▶
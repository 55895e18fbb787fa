//! 前処理の内容を後処理に伝えるためのパラメータ

use crate::quantize::DataWidth;

/// 入力画像から128を引いてNPUに入力する
pub const IMAGE_FORMAT_SUB128: u32 = 1 << 31;
/// 推論結果を後処理せずにそのままホストに返す
pub const IMAGE_FORMAT_RAW_OUTPUT: u32 = 1 << 28;
/// アスペクト比を保たずにモデル入力サイズへ変形した
pub const IMAGE_FORMAT_CHANGE_ASPECT_RATIO: u32 = 1 << 20;
/// 入力画像がRGB565
pub const NPU_FORMAT_RGB565: u32 = 0x60;

/// 出力フォーマット: サンプルが16bit
pub const OUTPUT_FORMAT_16BIT: u32 = 1;

/// バウンディングボックスを元画像の座標に戻す方法
#[derive(Debug, Clone, Copy, PartialEq, Eq)]
pub enum BoxScaling {
    /// x は元画像の幅、y は元画像の高さを掛ける (アスペクト比を変えて全面に引き伸ばした場合)
    PerAxis,
    /// x, y ともに元画像の長辺を掛ける (アスペクト比を保って左上に寄せた場合)
    LongestSide,
}

/// 1回の推論の後処理に必要なパラメータ
#[derive(Debug, Clone, Copy, PartialEq)]
pub struct PostParams {
    /// 元画像の幅
    pub raw_width: u32,
    /// 元画像の高さ
    pub raw_height: u32,
    /// モデル入力の幅
    pub model_width: u32,
    /// モデル入力の高さ
    pub model_height: u32,
    /// 画像フォーマットのフラグ
    pub image_format: u32,
    /// 出力フォーマット (bit0: 16bit)
    pub output_format: u32,
}

impl PostParams {
    /// 元画像とモデル入力が同じサイズの場合のパラメータ
    pub fn new(width: u32, height: u32, image_format: u32) -> Self {
        Self {
            raw_width: width,
            raw_height: height,
            model_width: width,
            model_height: height,
            image_format,
            output_format: 0,
        }
    }

    pub fn data_width(&self) -> DataWidth {
        DataWidth::from_output_format(self.output_format)
    }

    pub fn box_scaling(&self) -> BoxScaling {
        if self.image_format & IMAGE_FORMAT_CHANGE_ASPECT_RATIO != 0 {
            BoxScaling::PerAxis
        } else {
            BoxScaling::LongestSide
        }
    }

    /// 元画像の長辺
    pub fn max_len(&self) -> f32 {
        self.raw_width.max(self.raw_height) as f32
    }
}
◀
WHAT THE EXERCISE ASKS: Repeat the material in full, exactly as it stands.

EXERCISE RESULT:
repository 55895e18fbb787fa
//! 前処理の内容を後処理に伝えるためのパラメータ

use crate::quantize::DataWidth;

/// 入力画像から128を引いてNPUに入力する
pub const IMAGE_FORMAT_SUB128: u32 = 1 << 31;
/// 推論結果を後処理せずにそのままホストに返す
pub const IMAGE_FORMAT_RAW_OUTPUT: u32 = 1 << 28;
/// アスペクト比を保たずにモデル入力サイズへ変形した
pub const IMAGE_FORMAT_CHANGE_ASPECT_RATIO: u32 = 1 << 20;
/// 入力画像がRGB565
pub const NPU_FORMAT_RGB565: u32 = 0x60;

/// 出力フォーマット: サンプルが16bit
pub const OUTPUT_FORMAT_16BIT: u32 = 1;

/// バウンディングボックスを元画像の座標に戻す方法
#[derive(Debug, Clone, Copy, PartialEq, Eq)]
pub enum BoxScaling {
    /// x は元画像の幅、y は元画像の高さを掛ける (アスペクト比を変えて全面に引き伸ばした場合)
    PerAxis,
    /// x, y ともに元画像の長辺を掛ける (アスペクト比を保って左上に寄せた場合)
    LongestSide,
}

/// 1回の推論の後処理に必要なパラメータ
#[derive(Debug, Clone, Copy, PartialEq)]
pub struct PostParams {
    /// 元画像の幅
    pub raw_width: u32,
    /// 元画像の高さ
    pub raw_height: u32,
    /// モデル入力の幅
    pub model_width: u32,
    /// モデル入力の高さ
    pub model_height: u32,
    /// 画像フォーマットのフラグ
    pub image_format: u32,
    /// 出力フォーマット (bit0: 16bit)
    pub output_format: u32,
}

impl PostParams {
    /// 元画像とモデル入力が同じサイズの場合のパラメータ
    pub fn new(width: u32, height: u32, image_format: u32) -> Self {
        Self {
            raw_width: width,
            raw_height: height,
            model_width: width,
            model_height: height,
            image_format,
            output_format: 0,
        }
    }

    pub fn data_width(&self) -> DataWidth {
        DataWidth::from_output_format(self.output_format)
    }

    pub fn box_scaling(&self) -> BoxScaling {
        if self.image_format & IMAGE_FORMAT_CHANGE_ASPECT_RATIO != 0 {
            BoxScaling::PerAxis
        } else {
            BoxScaling::LongestSide
        }
    }

    /// 元画像の長辺
    pub fn max_len(&self) -> f32 {
        self.raw_width.max(self.raw_height) as f32
    }
}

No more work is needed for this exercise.